[Provided data — start]

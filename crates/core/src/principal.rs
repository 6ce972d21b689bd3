//! The identity an operation is performed as.
//!
//! Every ledger operation receives an [`ActingPrincipal`] instead of a loose
//! `is_admin` flag, so admin bypasses are decided in exactly one place.

use serde::Serialize;

use crate::error::CoreError;
use crate::types::DbId;

#[derive(Debug, Clone, Copy, PartialEq, Eq, Serialize)]
pub struct ActingPrincipal {
    /// `None` for the scheduler / system actor.
    pub actor_id: Option<DbId>,
    pub is_admin: bool,
}

impl ActingPrincipal {
    pub fn user(user_id: DbId) -> Self {
        Self {
            actor_id: Some(user_id),
            is_admin: false,
        }
    }

    pub fn admin(user_id: DbId) -> Self {
        Self {
            actor_id: Some(user_id),
            is_admin: true,
        }
    }

    /// The batch runner. Bypasses user-facing restrictions like an admin.
    pub fn system() -> Self {
        Self {
            actor_id: None,
            is_admin: true,
        }
    }

    pub fn require_admin(&self) -> Result<(), CoreError> {
        if self.is_admin {
            Ok(())
        } else {
            Err(CoreError::Forbidden("Admin role required".into()))
        }
    }

    /// Non-admins may only act on their own orders and templates.
    pub fn require_owner_or_admin(&self, owner_id: DbId) -> Result<(), CoreError> {
        if self.is_admin || self.actor_id == Some(owner_id) {
            Ok(())
        } else {
            Err(CoreError::Forbidden(
                "Cannot act on another user's records".into(),
            ))
        }
    }
}
//! Handlers for `/auto-order/templates`.

use axum::extract::{Path, Query, State};
use axum::http::StatusCode;
use axum::response::IntoResponse;
use axum::Json;
use serde::Deserialize;
use bento_core::types::DbId;
use bento_db::models::auto_order::TemplateInput;
use validator::Validate;

use crate::error::AppResult;
use crate::middleware::auth::AuthUser;
use crate::response::DataResponse;
use crate::state::AppState;

#[derive(Debug, Deserialize)]
pub struct TemplateListQuery {
    /// Admins may list another user's templates.
    pub user_id: Option<DbId>,
}

/// GET /api/v1/auto-order/templates
pub async fn list_templates(
    State(state): State<AppState>,
    auth: AuthUser,
    Query(params): Query<TemplateListQuery>,
) -> AppResult<impl IntoResponse> {
    let templates = state
        .engine
        .templates
        .list(&auth.principal(), params.user_id)
        .await?;
    Ok(Json(DataResponse { data: templates }))
}

/// POST /api/v1/auto-order/templates
pub async fn create_template(
    State(state): State<AppState>,
    auth: AuthUser,
    Json(body): Json<TemplateInput>,
) -> AppResult<impl IntoResponse> {
    body.validate()?;
    let template = state.engine.templates.create(&auth.principal(), &body).await?;
    Ok((StatusCode::CREATED, Json(DataResponse { data: template })))
}

/// PUT /api/v1/auto-order/templates/{id}
pub async fn update_template(
    State(state): State<AppState>,
    auth: AuthUser,
    Path(id): Path<DbId>,
    Json(body): Json<TemplateInput>,
) -> AppResult<impl IntoResponse> {
    body.validate()?;
    let template = state
        .engine
        .templates
        .update(&auth.principal(), id, &body)
        .await?;
    Ok(Json(DataResponse { data: template }))
}

/// DELETE /api/v1/auto-order/templates/{id}
pub async fn delete_template(
    State(state): State<AppState>,
    auth: AuthUser,
    Path(id): Path<DbId>,
) -> AppResult<impl IntoResponse> {
    state.engine.templates.delete(&auth.principal(), id).await?;
    Ok(StatusCode::NO_CONTENT)
}
//! Read-only settlement queries over live orders.

use sqlx::PgPool;
use bento_core::ordering::STATUS_ORDERED;

use crate::models::report::{ReportFilter, ReportLine, ReportTotals};

/// Shared FROM/WHERE clause. Parameters: $1 start, $2 end, $3 vendor, $4 user, $5 status.
const REPORT_SCOPE: &str = "\
    FROM orders o
    JOIN users u ON u.id = o.user_id
    JOIN menu_items m ON m.id = o.menu_item_id
    JOIN vendors v ON v.id = m.vendor_id
    WHERE o.order_date BETWEEN $1 AND $2
      AND ($3::BIGINT IS NULL OR v.id = $3)
      AND ($4::BIGINT IS NULL OR o.user_id = $4)
      AND o.status = $5";

pub struct ReportRepo;

impl ReportRepo {
    pub async fn line_items(
        pool: &PgPool,
        filter: &ReportFilter,
    ) -> Result<Vec<ReportLine>, sqlx::Error> {
        let query = format!(
            "SELECT o.id AS order_id, o.order_date, o.user_id, u.name AS user_name,
                    v.id AS vendor_id, v.name AS vendor_name,
                    o.menu_item_id, m.name AS menu_item_name,
                    o.quantity, o.unit_price,
                    (o.quantity::BIGINT * o.unit_price) AS subtotal
             {REPORT_SCOPE}
             ORDER BY o.order_date, u.name, o.id"
        );
        sqlx::query_as::<_, ReportLine>(&query)
            .bind(filter.start_date)
            .bind(filter.end_date)
            .bind(filter.vendor_id)
            .bind(filter.user_id)
            .bind(STATUS_ORDERED)
            .fetch_all(pool)
            .await
    }

    pub async fn totals(pool: &PgPool, filter: &ReportFilter) -> Result<ReportTotals, sqlx::Error> {
        let query = format!(
            "SELECT COUNT(*) AS order_count,
                    COALESCE(SUM(o.quantity), 0)::BIGINT AS total_quantity,
                    COALESCE(SUM(o.quantity::BIGINT * o.unit_price), 0)::BIGINT AS total_amount
             {REPORT_SCOPE}"
        );
        sqlx::query_as::<_, ReportTotals>(&query)
            .bind(filter.start_date)
            .bind(filter.end_date)
            .bind(filter.vendor_id)
            .bind(filter.user_id)
            .bind(STATUS_ORDERED)
            .fetch_one(pool)
            .await
    }
}
//! Order scheduling and pricing engine.
//!
//! Each component wraps an [`EngineContext`] (pool, business clock, audit
//! sink) and exposes the operations the HTTP layer and the worker call.
//! Every mutation takes an [`ActingPrincipal`](bento_core::principal::ActingPrincipal),
//! runs in one transaction, and records its audit entry after commit.

pub mod calendar;
pub mod context;
pub mod error;
pub mod orders;
pub mod periods;
pub mod pricing;
pub mod reports;
pub mod runner;
pub mod settings;
pub mod templates;

pub use calendar::CalendarStore;
pub use context::EngineContext;
pub use error::{EngineError, EngineResult};
pub use orders::OrderLedger;
pub use periods::ClosingPeriods;
pub use pricing::PriceLedger;
pub use reports::Reporting;
pub use runner::{AutoOrderRunner, RunOutcome};
pub use settings::SettingsService;
pub use templates::TemplateService;

/// Default number of users the batch runner processes concurrently.
pub const DEFAULT_RUN_CONCURRENCY: usize = 8;

/// All engine components, cheaply cloneable.
#[derive(Clone)]
pub struct Engine {
    pub calendar: CalendarStore,
    pub prices: PriceLedger,
    pub orders: OrderLedger,
    pub templates: TemplateService,
    pub runner: AutoOrderRunner,
    pub reports: Reporting,
    pub periods: ClosingPeriods,
    pub settings: SettingsService,
}

impl Engine {
    pub fn new(ctx: EngineContext, run_concurrency: usize) -> Self {
        let orders = OrderLedger::new(ctx.clone());
        Self {
            calendar: CalendarStore::new(ctx.clone()),
            prices: PriceLedger::new(ctx.clone()),
            runner: AutoOrderRunner::new(ctx.clone(), orders.clone(), run_concurrency),
            orders,
            templates: TemplateService::new(ctx.clone()),
            reports: Reporting::new(ctx.clone()),
            periods: ClosingPeriods::new(ctx.clone()),
            settings: SettingsService::new(ctx),
        }
    }
}
use std::sync::Arc;

use bento_engine::Engine;

use crate::config::ServerConfig;

/// Shared application state available to all Axum handlers via `State<AppState>`.
///
/// Cheaply cloneable; inner data is behind `Arc` or is already `Clone`.
#[derive(Clone)]
pub struct AppState {
    pub pool: bento_db::DbPool,
    pub config: Arc<ServerConfig>,
    /// Ledgers, calendar, runner, and reporting.
    pub engine: Engine,
}
use axum::routing::{get, put};
use axum::Router;

use crate::handlers::prices;
use crate::state::AppState;

/// Price routes hang off two roots, so they are merged rather than nested.
///
/// ```text
/// GET  /menu-items/{id}/prices         history, newest first
/// POST /menu-items/{id}/prices         add a record (admin)
/// GET  /menu-items/{id}/price?date=    effective record
/// PUT  /prices/{id}                    edit a record (admin)
/// ```
pub fn router() -> Router<AppState> {
    Router::new()
        .route(
            "/menu-items/{id}/prices",
            get(prices::list_prices).post(prices::create_price),
        )
        .route("/menu-items/{id}/price", get(prices::resolve_price))
        .route("/prices/{id}", put(prices::update_price))
}
#![allow(dead_code)]

//! Shared helpers for API integration tests.
//!
//! The app runs the production router against a clock pinned to
//! 2025-06-10 09:00 Asia/Tokyo (a Tuesday).

use std::sync::Arc;

use axum::body::Body;
use axum::http::{Request, StatusCode};
use axum::Router;
use chrono::{NaiveDate, NaiveTime};
use chrono_tz::Tz;
use http_body_util::BodyExt;
use serde_json::Value;
use sqlx::PgPool;
use tower::ServiceExt;

use bento_api::auth::jwt::{generate_access_token, JwtConfig};
use bento_api::config::ServerConfig;
use bento_api::router::build_app_router;
use bento_api::state::AppState;
use bento_core::clock::{BusinessClock, FixedClock};
use bento_core::roles::{ROLE_ADMIN, ROLE_USER};
use bento_core::types::DbId;
use bento_db::models::menu::{CreateMenuItem, CreateVendor, MenuItem};
use bento_db::models::user::{CreateUser, User};
use bento_db::repositories::{MenuItemRepo, UserRepo};
use bento_engine::{Engine, EngineContext};
use bento_events::EventBus;

pub const TZ: Tz = chrono_tz::Asia::Tokyo;

pub fn test_config() -> ServerConfig {
    ServerConfig {
        host: "127.0.0.1".into(),
        port: 0,
        cors_origins: vec!["http://localhost:5173".into()],
        request_timeout_secs: 30,
        business_timezone: TZ,
        auto_order_concurrency: 2,
        jwt: JwtConfig {
            secret: "test-secret-key-for-integration-tests".into(),
            access_token_expiry_mins: 15,
        },
    }
}

pub struct TestApp {
    pub router: Router,
    pub pool: PgPool,
    pub clock: Arc<FixedClock>,
    pub config: ServerConfig,
}

pub fn build_test_app(pool: PgPool) -> TestApp {
    let config = test_config();
    let clock = Arc::new(FixedClock::at_local(TZ, date(2025, 6, 10), time(9, 0)));
    let event_bus = Arc::new(EventBus::default());
    let ctx = EngineContext::new(
        pool.clone(),
        BusinessClock::new(clock.clone(), TZ),
        event_bus,
    );
    let state = AppState {
        pool: pool.clone(),
        config: Arc::new(config.clone()),
        engine: Engine::new(ctx, config.auto_order_concurrency),
    };
    TestApp {
        router: build_app_router(state, &config),
        pool,
        clock,
        config,
    }
}

impl TestApp {
    pub fn admin_token(&self) -> String {
        generate_access_token(900_001, ROLE_ADMIN, &self.config.jwt).unwrap()
    }

    pub fn token_for(&self, user_id: DbId) -> String {
        generate_access_token(user_id, ROLE_USER, &self.config.jwt).unwrap()
    }

    pub async fn user(&self, name: &str) -> User {
        UserRepo::create(
            &self.pool,
            &CreateUser {
                name: name.to_string(),
                email: format!("{name}@example.com"),
                role: None,
                left_date: None,
                auto_order_enabled: true,
            },
        )
        .await
        .unwrap()
    }

    pub async fn menu_item(&self, name: &str) -> MenuItem {
        let vendor = MenuItemRepo::create_vendor(
            &self.pool,
            &CreateVendor {
                name: format!("{name} vendor"),
            },
        )
        .await
        .unwrap();
        MenuItemRepo::create(
            &self.pool,
            &CreateMenuItem {
                vendor_id: vendor.id,
                name: name.to_string(),
            },
        )
        .await
        .unwrap()
    }
}

pub fn date(y: i32, m: u32, d: u32) -> NaiveDate {
    NaiveDate::from_ymd_opt(y, m, d).unwrap()
}

pub fn time(h: u32, m: u32) -> NaiveTime {
    NaiveTime::from_hms_opt(h, m, 0).unwrap()
}

async fn send(app: &Router, request: Request<Body>) -> axum::response::Response {
    app.clone().oneshot(request).await.unwrap()
}

fn json_request(method: &str, uri: &str, token: Option<&str>, body: &Value) -> Request<Body> {
    let mut builder = Request::builder()
        .method(method)
        .uri(uri)
        .header("content-type", "application/json");
    if let Some(token) = token {
        builder = builder.header("authorization", format!("Bearer {token}"));
    }
    builder
        .body(Body::from(serde_json::to_vec(body).unwrap()))
        .unwrap()
}

pub async fn get(app: &Router, uri: &str) -> axum::response::Response {
    let request = Request::builder().uri(uri).body(Body::empty()).unwrap();
    send(app, request).await
}

pub async fn get_auth(app: &Router, uri: &str, token: &str) -> axum::response::Response {
    let request = Request::builder()
        .uri(uri)
        .header("authorization", format!("Bearer {token}"))
        .body(Body::empty())
        .unwrap();
    send(app, request).await
}

pub async fn post_json(app: &Router, uri: &str, body: Value) -> axum::response::Response {
    send(app, json_request("POST", uri, None, &body)).await
}

pub async fn post_json_auth(
    app: &Router,
    uri: &str,
    body: Value,
    token: &str,
) -> axum::response::Response {
    send(app, json_request("POST", uri, Some(token), &body)).await
}

pub async fn put_json(
    app: &Router,
    uri: &str,
    body: Value,
    token: &str,
) -> axum::response::Response {
    send(app, json_request("PUT", uri, Some(token), &body)).await
}

pub async fn delete(app: &Router, uri: &str, token: &str) -> axum::response::Response {
    let request = Request::builder()
        .method("DELETE")
        .uri(uri)
        .header("authorization", format!("Bearer {token}"))
        .body(Body::empty())
        .unwrap();
    send(app, request).await
}

pub async fn body_json(response: axum::response::Response) -> Value {
    let bytes = response.into_body().collect().await.unwrap().to_bytes();
    serde_json::from_slice(&bytes).unwrap()
}

pub async fn expect_status(response: axum::response::Response, status: StatusCode) -> Value {
    let actual = response.status();
    let body = body_json(response).await;
    assert_eq!(actual, status, "unexpected status, body: {body}");
    body
}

[Provided data — finish]

Prompt
Nothing but an exact copy of the lines from the start of the entries through the line containing "pub fn user(user_id: DbId)" belongs in the response.

Problem solution
filename crates/core/src/principal.rs
repository 6ce972d21b689bd3
//! The identity an operation is performed as.
//!
//! Every ledger operation receives an [`ActingPrincipal`] instead of a loose
//! `is_admin` flag, so admin bypasses are decided in exactly one place.

use serde::Serialize;

use crate::error::CoreError;
use crate::types::DbId;

#[derive(Debug, Clone, Copy, PartialEq, Eq, Serialize)]
pub struct ActingPrincipal {
    /// `None` for the scheduler / system actor.
    pub actor_id: Option<DbId>,
    pub is_admin: bool,
}

impl ActingPrincipal {
    pub fn user(user_id: DbId) -> Self {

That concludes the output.